Продолжая дальше упрекать Ген. Краснова, Ген. Власов сказал, что Краснов глубоко заблуждается, думая, что Казачество стоит за ним и не желает учитывать, что придет момент и на зов Р.O.A. все казаки вольются в нее а Краснов останется один, со своим племянником, — С. Н. Красновым.

С не меньшей резкостью Андрей Андреевич обвинил Петра Николаевича в том, что тот ведет игру на его «Манифесте», прививая Казачеству мысль, что отсутствие в нем упоминания о казаках, — равносильно тайному желанию Власова уничтожить Казачество, как таковое, что, естественно, у многих казаков вызывает оправданное опасение.

— «А Краснову хорошо известно», — сказал Ген. Власов, «что я не сделал этого только потому, что скажи я о казаках, то я должен был бы тогда упомянуть и о всех других, как например. Украинцах, народах Кавказа и т. д.».

Столь же горячо критиковал он Ген. Краснова за его упорное нежелание понять и осознать необходимость единого командования и добавил, что точка зрения Петра Николаевича на этот предмет ему хорошо известна.

— «Не хочет, не надо, просить не буду, обойдемся и без него. Да и на что он сейчас способен, когда он, как я слышал, едва передвигается, скажет что-нибудь и тотчас же забывает».

И долго еще Ген. Власов расточал совершенно необоснованные и обидные упреки по адресу Ген. Краснова.
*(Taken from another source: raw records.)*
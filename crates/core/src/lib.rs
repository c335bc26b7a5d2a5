//! Core types for transact
//!
//! This crate defines the foundational types shared by the executor and
//! the value layer:
//! - Error: the single error enum and `Result` alias
//! - TransactionState: lifecycle states and end-state detection
//! - CoreConfig: TOML-backed configuration
//! - Subjects: `BehaviorSubject` / `Subject` publish-subscribe primitives

#![warn(missing_docs)]
#![warn(clippy::all)]

pub mod config;
pub mod error;
pub mod state;
pub mod subject;

pub use config::{CoreConfig, CONFIG_FILE_NAME, DEFAULT_STEP_LIMIT, DEFAULT_TRANSACT_PREFIX};
pub use error::{Error, Result};
pub use state::{TransactionState, END_STATES};
pub use subject::{observer_fn, BehaviorSubject, FnObserver, Observer, Subject, Subscription};

// Dynamic parameter / result values
pub use serde_json::Value;
//! End-to-end scenarios
//!
//! Exercises the public `transact` surface the way an application would:
//! - points: registering handlers, live-set history, recovering after a failure
//! - stepped: step sources, the loop guard and TOML configuration
//! - values: TransactManager batches with vetoes and nested changes
//! - store: executor handlers backed by a TransactManager

mod common;

mod stepped;
mod store;
mod values;
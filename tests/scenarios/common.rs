//! Common helpers for scenario tests

use parking_lot::Mutex;
use serde_json::Value;
use std::sync::Arc;
use transact::{observer_fn, LiveSet, Subscription, TransactionSet};

/// Live-set snapshots rendered at the moment they were published
pub struct Recorder {
    seen: Arc<Mutex<Vec<Value>>>,
    _sub: Subscription,
}

impl Recorder {
    pub fn attach(set: &TransactionSet) -> Self {
        let seen = Arc::new(Mutex::new(Vec::new()));
        let sink = seen.clone();
        let sub = set.subscribe(observer_fn(move |live: &LiveSet| {
            sink.lock().push(live.to_json(false));
        }));
        Self { seen, _sub: sub }
    }

    pub fn history(&self) -> Value {
        Value::Array(self.seen.lock().clone())
    }

    /// Action names of every recorded snapshot
    pub fn actions(&self) -> Vec<Vec<String>> {
        self.seen
            .lock()
            .iter()
            .map(|snapshot| {
                snapshot
                    .as_array()
                    .map(|items| {
                        items
                            .iter()
                            .filter_map(|t| t["action"].as_str().map(str::to_string))
                            .collect()
                    })
                    .unwrap_or_default()
            })
            .collect()
    }
}
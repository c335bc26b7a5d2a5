//! Executor handlers backed by a TransactManager-held ledger

use crate::common::Recorder;
use parking_lot::Mutex;
use serde_json::{json, Value};
use std::sync::Arc;
use transact::{
    observer_fn, ChangeManager, ChangeParams, ChangeTransaction, Error, HandlerDef, Perform,
    Result, TransactManager, TransactionSet, TransactionState, ValueCell,
};

/// Balance that never goes negative
#[derive(Default)]
struct Ledger {
    cell: ValueCell<i64>,
}

impl ChangeManager for Ledger {
    type Value = i64;

    fn cell(&self) -> &ValueCell<i64> {
        &self.cell
    }

    fn before_execute(
        &self,
        trans: &ChangeTransaction<i64>,
        _: &TransactManager<Self>,
    ) -> Result<()> {
        match trans.change().value.as_i64() {
            Some(amount) if amount > 0 => Ok(()),
            _ => Err(Error::rejected("amount must be positive")),
        }
    }

    fn execute(&self, trans: &ChangeTransaction<i64>) -> Result<()> {
        let change = trans.change();
        let amount = change.value.as_i64().unwrap_or_default();
        let delta = if change.action.is("withdraw") { -amount } else { amount };
        trans.set_before(self.cell.set(self.cell.get() + delta));
        Ok(())
    }

    fn after_execute(&self, _: &ChangeTransaction<i64>) -> Result<()> {
        if self.cell.get() < 0 {
            return Err(Error::rejected("insufficient funds"));
        }
        Ok(())
    }

    fn undo(&self, trans: &ChangeTransaction<i64>) {
        if let Some(before) = trans.before() {
            self.cell.set(before);
        }
    }
}

fn ledger_op(ledger: &Arc<TransactManager<Ledger>>, op: &'static str) -> HandlerDef {
    let ledger = ledger.clone();
    HandlerDef::callable(Perform::immediate(move |_, params| {
        let amount = params.first().cloned().unwrap_or(Value::Null);
        ledger.perform(op, ChangeParams::value(amount))?;
        Ok(json!(ledger.managed_value()))
    }))
}

fn bank() -> (TransactionSet, Arc<TransactManager<Ledger>>) {
    let ledger = Arc::new(TransactManager::new(Ledger::default()));
    let set = TransactionSet::builder()
        .handler("deposit", ledger_op(&ledger, "deposit"))
        .handler("withdraw", ledger_op(&ledger, "withdraw"))
        .handler(
            "payroll",
            Perform::immediate(|trans, params| {
                for amount in params {
                    trans.dispatch("deposit", vec![amount.clone()])?.into_ready()?;
                }
                Ok(Value::from(params.len()))
            }),
        )
        .build()
        .unwrap();
    (set, ledger)
}

fn balances(ledger: &TransactManager<Ledger>) -> (Arc<Mutex<Vec<i64>>>, transact::Subscription) {
    let seen = Arc::new(Mutex::new(Vec::new()));
    let sink = seen.clone();
    let sub = ledger.subscribe_settled(observer_fn(move |v: &i64| sink.lock().push(*v)));
    (seen, sub)
}

#[test]
fn overdraft_fails_the_transaction_and_keeps_the_balance() {
    let (set, ledger) = bank();
    let (seen, _sub) = balances(&ledger);

    let balance = set
        .do_action("deposit", vec![json!(100)])
        .unwrap()
        .into_ready()
        .unwrap();
    assert_eq!(balance, json!(100));

    let err = set.do_action("withdraw", vec![json!(150)]).unwrap_err();
    assert_eq!(err, Error::rejected("insufficient funds"));
    assert_eq!(ledger.managed_value(), 100);

    let _ = set.do_action("withdraw", vec![json!(40)]).unwrap();
    assert_eq!(*seen.lock(), vec![100, 60]);
    assert!(set.live().is_empty());
    assert!(ledger.live().is_empty());
}

#[test]
fn payroll_nests_deposits_under_the_parent() {
    let (set, ledger) = bank();
    let (seen, _sub) = balances(&ledger);
    let recorder = Recorder::attach(&set);

    let paid = set
        .do_action("payroll", vec![json!(10), json!(20)])
        .unwrap()
        .into_ready()
        .unwrap();

    assert_eq!(paid, json!(2));
    assert_eq!(*seen.lock(), vec![10, 30]);
    assert_eq!(
        recorder.actions(),
        vec![
            vec![],
            vec!["payroll".to_string()],
            vec!["payroll".to_string(), "deposit".to_string()],
            vec!["payroll".to_string()],
            vec!["payroll".to_string(), "deposit".to_string()],
            vec!["payroll".to_string()],
            vec![],
        ]
    );
}

#[test]
fn failed_deposit_fails_payroll_but_keeps_earlier_deposits() {
    let (set, ledger) = bank();
    let failed = Arc::new(Mutex::new(Vec::new()));
    let sink = failed.clone();
    set.add_post(Perform::immediate(move |trans, _| {
        if trans.state() == TransactionState::Failed {
            sink.lock().push(trans.action().to_string());
        }
        Ok(Value::Null)
    }))
    .unwrap();

    let err = set
        .do_action("payroll", vec![json!(10), json!(-5), json!(20)])
        .unwrap_err();

    assert_eq!(err, Error::rejected("amount must be positive"));
    assert_eq!(ledger.managed_value(), 10);
    assert_eq!(
        *failed.lock(),
        vec!["deposit".to_string(), "payroll".to_string()]
    );
}

#[test]
fn closed_ledger_surfaces_through_the_registry() {
    let (set, ledger) = bank();
    ledger.close();

    assert_eq!(
        set.do_action("deposit", vec![json!(1)]).unwrap_err(),
        Error::ManagerClosed
    );

    set.close();
    assert_eq!(
        set.do_action("deposit", vec![json!(1)]).unwrap_err(),
        Error::RegistryClosed
    );
}
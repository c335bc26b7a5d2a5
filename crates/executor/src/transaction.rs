//! Transaction: one execution context per action invocation
//!
//! A `Transaction` is a cheap, cloneable handle. The owning
//! [`TransactionSet`] tracks it in the live set while it runs; once it
//! reaches an end-state it is dropped from the set and remains only as a
//! record held by whoever captured a handle.
//!
//! ## State machine
//!
//! ```text
//! New ──> Validated | Expanded | Performed | Custom(..) ──> Closed | Failed
//! ```
//!
//! Transitions that do not change the state are silent. Every real change
//! notifies the owning set, which republishes the live set and, on an
//! end-state, runs the post chain.
//!
//! ## Review window
//!
//! Post hooks run inside a review window. Within it an ended transaction may
//! still be overruled (closed → failed) and have its result, params and meta
//! adjusted. Outside it, writes to an ended transaction return
//! `Error::TransactionClosed`.
//!
//! ## Execution styles
//!
//! `perform` branches once on the handler's [`Perform`] variant:
//!
//! | Style | Behaviour |
//! |-------|-----------|
//! | Immediate | call, assign result, close |
//! | Deferred | return a pending outcome that awaits the body |
//! | Stepped | pull steps up to the step limit |
//! | SteppedAsync | same, awaiting each step |
//!
//! Errors go to `handle_error`: an error continuation may recover the
//! transaction, otherwise it is failed. Nothing is raised at this layer.

use crate::handler::{ExecutionStyle, Handler, Perform};
use crate::outcome::Outcome;
use crate::step::{Step, StepSource, StepStream};
use crate::transaction_set::{Shared, TransactionSet};
use futures::{FutureExt, StreamExt};
use parking_lot::Mutex;
use serde::{Deserialize, Serialize};
use serde_json::{json, Map};
use std::fmt;
use std::sync::{Arc, Weak};
use tracing::{debug, trace, warn};
use transact_core::{Error, Result, TransactionState, Value, DEFAULT_STEP_LIMIT};

/// Mutable part of a transaction
#[derive(Debug, Default)]
struct Record {
    state: TransactionState,
    params: Vec<Value>,
    result: Value,
    error: Option<Error>,
    meta: Vec<(String, Value)>,
    handled: bool,
    reviewing: bool,
    driver: Option<ExecutionStyle>,
}

impl Record {
    /// Ended and outside the review window
    fn sealed(&self) -> bool {
        self.state.is_end() && !self.reviewing
    }
}

struct Inner {
    id: u64,
    parent_id: Option<u64>,
    action: String,
    step_limit: usize,
    record: Mutex<Record>,
    owner: Weak<Shared>,
}

/// Fails its transaction with `Error::Abandoned` if dropped before the
/// transaction ended.
struct PendingGuard(Transaction);

impl Drop for PendingGuard {
    fn drop(&mut self) {
        let trans = &self.0;
        if trans.is_ended() {
            return;
        }
        warn!(
            target: "transact::txn",
            id = trans.inner.id,
            action = %trans.inner.action,
            "pending outcome dropped before the transaction ended"
        );
        trans.force_fail(Error::Abandoned { id: trans.inner.id });
    }
}

/// Handle to a single action invocation
#[derive(Clone)]
pub struct Transaction {
    inner: Arc<Inner>,
}
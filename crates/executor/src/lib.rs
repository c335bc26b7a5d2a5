//! # Transact Executor
//!
//! Action registry and multi-style execution engine.
//!
//! This crate provides:
//! - [`Handler`] - a normalized action definition with an optional error path
//! - [`Transaction`] - one execution context per invocation
//! - [`TransactionSet`] - the registry, pre/post hooks and live-set tracking
//!
//! ## Quick Start
//!
//! ```text
//! use transact_executor::{HandlerDef, Perform, TransactionSet};
//!
//! let set = TransactionSet::new();
//! set.add_handler("double", HandlerDef::callable(Perform::immediate(|_, params| {
//!     Ok(json!(params[0].as_i64().unwrap_or(0) * 2))
//! })))?;
//!
//! let value = set.do_action("double", vec![json!(21)])?.into_ready()?;
//! ```
//!
//! ## Execution Styles
//!
//! | Style | Constructor | `do_action` returns |
//! |-------|-------------|---------------------|
//! | Immediate | `Perform::immediate` | `Outcome::Ready` |
//! | Deferred | `Perform::deferred` | `Outcome::Pending` |
//! | Stepped | `Perform::stepped` | `Outcome::Ready` |
//! | Stepped async | `Perform::stepped_async` | `Outcome::Pending` |

#![warn(missing_docs)]

mod handler;
mod outcome;
mod step;
mod transaction;
mod transaction_set;

// Test modules
#[cfg(test)]
mod tests;

// =============================================================================
// Public API
// =============================================================================

pub use handler::{
    on_error, DeferredFn, ErrorFn, ExecutionStyle, Handler, HandlerDef, ImmediateFn, Perform,
    SteppedAsyncFn, SteppedFn,
};
pub use outcome::Outcome;
pub use step::{steps, IterSteps, Step, StepSource, StepStream};
pub use transaction::{Transaction, TransactionSnapshot};
pub use transaction_set::{LiveSet, TransactionSet, TransactionSetBuilder};

// Re-export the shared core so users don't need transact-core directly
pub use transact_core::{
    observer_fn, CoreConfig, Error, Observer, Result, Subscription, TransactionState, Value,
};
//! Stepped workflows under a file-loaded configuration

use crate::common::Recorder;
use futures::stream;
use serde_json::{json, Value};
use transact::{
    steps, CoreConfig, Error, Perform, Result, Step, TransactionSet, CONFIG_FILE_NAME,
};

fn configured_set(step_limit: usize) -> TransactionSet {
    let dir = tempfile::tempdir().unwrap();
    let path = dir.path().join(CONFIG_FILE_NAME);
    CoreConfig {
        step_limit,
        ..CoreConfig::default()
    }
    .write_to_file(&path)
    .unwrap();

    let config = CoreConfig::from_file(&path).unwrap();
    assert_eq!(config.step_limit, step_limit);

    TransactionSet::builder()
        .config(config)
        .handler(
            "spin",
            Perform::stepped(|_, params| {
                let pulls = params.first().and_then(Value::as_u64).unwrap_or(u64::MAX);
                let mut pulled = 0;
                Ok(move || -> Result<Step> {
                    pulled += 1;
                    if pulled > pulls {
                        Ok(Step::done(pulled - 1))
                    } else {
                        Ok(Step::state("performed"))
                    }
                })
            }),
        )
        .handler(
            "import",
            Perform::stepped(|_, params| {
                let rows = params.len();
                Ok(steps(vec![
                    Ok(Step::state("validated")),
                    Ok(Step::state("expanded")),
                    Ok(Step::done(rows)),
                ]))
            }),
        )
        .build()
        .unwrap()
}

#[test]
fn runaway_workflow_hits_configured_limit() {
    let set = configured_set(3);

    let err = set.do_action("spin", Vec::new()).unwrap_err();
    assert_eq!(err, Error::RunawaySteps { limit: 3 });
    assert_eq!(err.to_string(), "generator long loop (>3)");
    assert!(set.live().is_empty());
}

#[test]
fn workflow_within_limit_finishes() {
    let set = configured_set(3);
    // three yields, then the fourth pull is refused before it happens
    let err = set.do_action("spin", vec![json!(3)]).unwrap_err();
    assert_eq!(err, Error::RunawaySteps { limit: 3 });

    let value = set
        .do_action("spin", vec![json!(2)])
        .unwrap()
        .into_ready()
        .unwrap();
    assert_eq!(value, json!(2));
}

#[test]
fn import_states_are_observable() {
    let set = configured_set(20);
    let recorder = Recorder::attach(&set);

    let value = set
        .do_action("import", vec![json!("a"), json!("b")])
        .unwrap()
        .into_ready()
        .unwrap();
    assert_eq!(value, json!(2));

    assert_eq!(
        recorder.history(),
        json!([
            [],
            [{"action": "import", "params": ["a", "b"], "state": "new"}],
            [{"action": "import", "params": ["a", "b"], "state": "validated"}],
            [{"action": "import", "params": ["a", "b"], "state": "expanded"}],
            [],
        ])
    );
}

#[tokio::test]
async fn async_import_streams_steps() {
    let set = TransactionSet::new();
    set.add_handler(
        "import",
        Perform::stepped_async(|_, params| {
            let rows = params.len();
            Ok(stream::iter(vec![
                Ok::<_, Error>(Step::state("validated")),
                Ok(Step::pause()),
                Ok(Step::done(rows)),
            ]))
        })
        .into(),
    )
    .unwrap();

    let outcome = set.do_action("import", vec![json!(1)]).unwrap();
    assert!(outcome.is_pending());
    assert_eq!(outcome.resolve().await.unwrap(), json!(1));
    assert!(set.live().is_empty());
}
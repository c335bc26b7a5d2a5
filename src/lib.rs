//! Transact - transactional action execution with optimistic undo
//!
//! Two layers share one error type, one state model and one configuration:
//!
//! - the executor: a [`TransactionSet`] registry resolves named actions to
//!   [`Handler`]s and drives each invocation as a [`Transaction`], publishing
//!   the set of in-flight transactions as it changes
//! - the value layer: a [`TransactManager`] runs [`Change`]s through a
//!   [`ChangeManager`] speculatively and undoes the tail of the batch when
//!   one of them fails
//!
//! # Quick Start
//!
//! ```ignore
//! use transact::{HandlerDef, Perform, TransactionSet};
//! use serde_json::json;
//!
//! let set = TransactionSet::new();
//! set.add_handler("greet", HandlerDef::callable(Perform::immediate(|_, params| {
//!     Ok(json!(format!("hello {}", params[0])))
//! })))?;
//!
//! let value = set.do_action("greet", vec![json!("world")])?.into_ready()?;
//! ```

pub use transact_executor::*;

pub use transact_concurrency::{
    Change, ChangeAction, ChangeManager, ChangeParams, ChangeStatus, ChangeTransaction,
    LiveChanges, TransactManager, ValueCell,
};
pub use transact_core::{BehaviorSubject, Subject, CONFIG_FILE_NAME, DEFAULT_STEP_LIMIT, END_STATES};
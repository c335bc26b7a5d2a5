//! Error types for transact
//!
//! This module defines the single error enum used throughout the workspace.
//! We use `thiserror` for automatic `Display` and `Error` trait implementations.
//!
//! Errors are `Clone` because a failed transaction keeps its error as part of
//! its record, and the same error is surfaced to whoever invoked the action.
//!
//! # Categories
//!
//! | Category | Variants |
//! |----------|----------|
//! | Registration | `NoHandler`, `BadHandlerDefinition`, `RegistryClosed`, `ManagerClosed`, `AsyncDispatch` |
//! | State | `TransactionFailed`, `TransactionClosed` |
//! | Execution | `Handler`, `RunawaySteps`, `NotReady`, `Abandoned` |
//! | Value layer | `Rejected`, `UnsupportedAction` |
//! | System | `InvalidConfig`, `Io` |

use serde::{Deserialize, Serialize};
use serde_json::Value;

/// Result type alias for transact operations
pub type Result<T> = std::result::Result<T, Error>;

/// Error types for the action-execution core
#[derive(Debug, Clone, PartialEq, Serialize, Deserialize, thiserror::Error)]
pub enum Error {
    // ==================== Registration ====================
    /// No handler registered under the action name
    #[error("no handler for action {action}")]
    NoHandler {
        /// Action that was requested
        action: String,
    },

    /// Handler definition is missing its callable
    #[error("bad handler definition for {name}")]
    BadHandlerDefinition {
        /// Name the handler was registered under
        name: String,
    },

    /// The transaction set has been shut down
    #[error("attempt to change a closed registry")]
    RegistryClosed,

    /// The transact manager has been shut down
    #[error("attempt to change a closed transactionManager")]
    ManagerClosed,

    /// A synchronously driven transaction dispatched an action it could not await
    #[error("transaction {parent} cannot await async action {action}")]
    AsyncDispatch {
        /// Id of the dispatching transaction
        parent: u64,
        /// Deferred or stepped-async action that was requested
        action: String,
    },

    // ==================== State ====================
    /// Transaction was forced into the failed state without an error value
    #[error("transaction {id} ({action}) failed")]
    TransactionFailed {
        /// Transaction id
        id: u64,
        /// Action of the transaction
        action: String,
        /// Result recorded on the transaction when it failed
        result: Value,
    },

    /// Write attempted on a transaction that already reached an end-state
    #[error("transaction {id} is closed")]
    TransactionClosed {
        /// Transaction id
        id: u64,
    },

    // ==================== Execution ====================
    /// Error raised by handler code
    #[error("{message}")]
    Handler {
        /// Message supplied by the handler
        message: String,
    },

    /// Stepped handler did not finish within the step limit
    #[error("generator long loop (>{limit})")]
    RunawaySteps {
        /// Number of pulls allowed
        limit: usize,
    },

    /// A ready value was requested from an outcome that is still pending
    #[error("outcome is still pending")]
    NotReady,

    /// A pending outcome was dropped before its handler finished
    #[error("transaction {id} was dropped before it finished")]
    Abandoned {
        /// Transaction id
        id: u64,
    },

    // ==================== Value layer ====================
    /// A change was rejected by validation
    #[error("{reason}")]
    Rejected {
        /// Reason supplied by the validator
        reason: String,
    },

    /// The change manager cannot handle the action
    #[error("cannot handle action {action}")]
    UnsupportedAction {
        /// Action that was requested
        action: String,
    },

    // ==================== System ====================
    /// Configuration could not be parsed or is out of range
    #[error("invalid config: {reason}")]
    InvalidConfig {
        /// What was wrong
        reason: String,
    },

    /// I/O error while reading or writing configuration
    #[error("I/O error: {reason}")]
    Io {
        /// Underlying error message
        reason: String,
    },
}

impl Error {
    /// Create a handler error from a message
    pub fn handler(message: impl Into<String>) -> Self {
        Error::Handler {
            message: message.into(),
        }
    }

    /// Create a rejection error from a reason
    pub fn rejected(reason: impl Into<String>) -> Self {
        Error::Rejected {
            reason: reason.into(),
        }
    }

    /// Create an unsupported-action error
    pub fn unsupported(action: impl Into<String>) -> Self {
        Error::UnsupportedAction {
            action: action.into(),
        }
    }

    /// Is this a registration error (raised before any transaction exists)?
    pub fn is_registration(&self) -> bool {
        matches!(
            self,
            Error::NoHandler { .. }
                | Error::BadHandlerDefinition { .. }
                | Error::RegistryClosed
                | Error::ManagerClosed
                | Error::AsyncDispatch { .. }
        )
    }
}

impl From<std::io::Error> for Error {
    fn from(e: std::io::Error) -> Self {
        Error::Io {
            reason: e.to_string(),
        }
    }
}
//! Result of dispatching an action
//!
//! Immediate and stepped handlers finish before `do_action` returns and
//! yield `Outcome::Ready`. Deferred and stepped-async handlers yield
//! `Outcome::Pending`; awaiting it drives the handler and resolves to the
//! transaction's result, or to its failure.

use futures::future::BoxFuture;
use std::fmt;
use transact_core::{Error, Result, Value};

/// Value of a dispatched action, now or later
///
/// Dropping a `Pending` outcome without awaiting it fails its transaction
/// with `Error::Abandoned`.
#[must_use = "a pending outcome does nothing until awaited"]
pub enum Outcome {
    /// The transaction already finished with this result
    Ready(Value),
    /// The transaction finishes when this future is awaited
    Pending(BoxFuture<'static, Result<Value>>),
}

impl Outcome {
    /// Did the transaction already finish?
    pub fn is_ready(&self) -> bool {
        matches!(self, Outcome::Ready(_))
    }

    /// Is there still work to await?
    pub fn is_pending(&self) -> bool {
        matches!(self, Outcome::Pending(_))
    }

    /// The result of a finished transaction.
    ///
    /// # Errors
    ///
    /// `Error::NotReady` for a pending outcome, whose transaction is then
    /// abandoned.
    pub fn into_ready(self) -> Result<Value> {
        match self {
            Outcome::Ready(value) => Ok(value),
            Outcome::Pending(_) => Err(Error::NotReady),
        }
    }

    /// Wait for the transaction to finish
    pub async fn resolve(self) -> Result<Value> {
        match self {
            Outcome::Ready(value) => Ok(value),
            Outcome::Pending(fut) => fut.await,
        }
    }
}

impl From<Value> for Outcome {
    fn from(value: Value) -> Self {
        Outcome::Ready(value)
    }
}

impl fmt::Debug for Outcome {
    fn fmt(&self, f: &mut fmt::Formatter<'_>) -> fmt::Result {
        match self {
            Outcome::Ready(value) => f.debug_tuple("Ready").field(value).finish(),
            Outcome::Pending(_) => f.write_str("Pending"),
        }
    }
}
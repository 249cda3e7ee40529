//! Prompt assembly for the generation call.

use dealrelay_core::DealHints;

/// Source text longer than this is truncated before prompting; deal posts
/// front-load the substance and the tail is usually hashtag noise.
const SOURCE_TEXT_CAP: usize = 600;

/// Builds the instruction block sent to the text-generation collaborator.
///
/// The instructions pin down everything the post-processor cannot fix
/// afterwards: output language, section order, emoji cap, and the
/// no-fabrication rule. Sections whose hint is absent are not mentioned,
/// so the model has nothing to invent a placeholder for.
#[must_use]
pub fn build_prompt(
    source_text: &str,
    hints: &DealHints,
    affiliate_link: &str,
    language: &str,
) -> String {
    let mut sections = vec![
        "1. A one-line hook question.".to_owned(),
        "2. One line presenting the product as the answer.".to_owned(),
        "3. 3-6 short bullet points with concrete product facts from the source text.".to_owned(),
    ];
    let mut n = 4;

    if let Some(price) = &hints.price {
        sections.push(format!("{n}. A price line: the price is {price}."));
        n += 1;
    }
    if let Some(rating) = &hints.rating {
        sections.push(format!("{n}. A rating line: the rating is {rating}."));
        n += 1;
    }
    if let Some(orders) = hints.orders {
        sections.push(format!("{n}. An orders line: {orders} orders so far."));
        n += 1;
    }
    if !hints.coupon_codes.is_empty() {
        sections.push(format!(
            "{n}. A coupon line with the code(s): {}.",
            hints.coupon_codes.join(", ")
        ));
        n += 1;
    }
    sections.push(format!("{n}. A link block containing exactly this URL: {affiliate_link}"));

    let source = truncate(source_text, SOURCE_TEXT_CAP);

    format!(
        "You are a copywriter for a deals channel.\n\
         Rewrite the source post below as a short marketing post.\n\
         Rules:\n\
         - Write in {language} only.\n\
         - Use this exact section order:\n{}\n\
         - At most 6 emoji in the whole post.\n\
         - Do not invent facts, prices, ratings, or discounts that are not \
           given above or in the source text.\n\
         - If data for a section was not given, omit the section entirely.\n\
         - No hashtags, no \"click here\".\n\
         \n\
         Source post:\n{source}",
        sections.join("\n"),
    )
}

fn truncate(text: &str, cap: usize) -> &str {
    if text.len() <= cap {
        return text;
    }
    // Back off to a char boundary so multi-byte text slices cleanly.
    let mut end = cap;
    while end > 0 && !text.is_char_boundary(end) {
        end -= 1;
    }
    &text[..end]
}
Стараясь не пропустить ни одного слова, я внимательно его слушал. Одновременно в моем сознании мелькала мысль: неужели же Федор Иванович так подготовил Ген. Власова, о чем он меня заверил? Несколько раз я недоуменно и вопросительно посматривал в сторону Ген. Трухина. Каждый раз я замечал, что он незаметно делает мне рукой какой-то знак. Непонятно было для меня и его поражающее спокойствие и полное-равнодушие к тому, что говорил Ген. Власов. Только, когда мы оставили Андрей Андреевича, Геп. Трухин объяснил мне значение этого. Он сказал, что он старался дать мне понять не принимать близко к сердцу слова Андрей Андреевича, ибо натура его такова, что сначала он должен горячо и резко выговориться и только затем будет уже рассуждать спокойно.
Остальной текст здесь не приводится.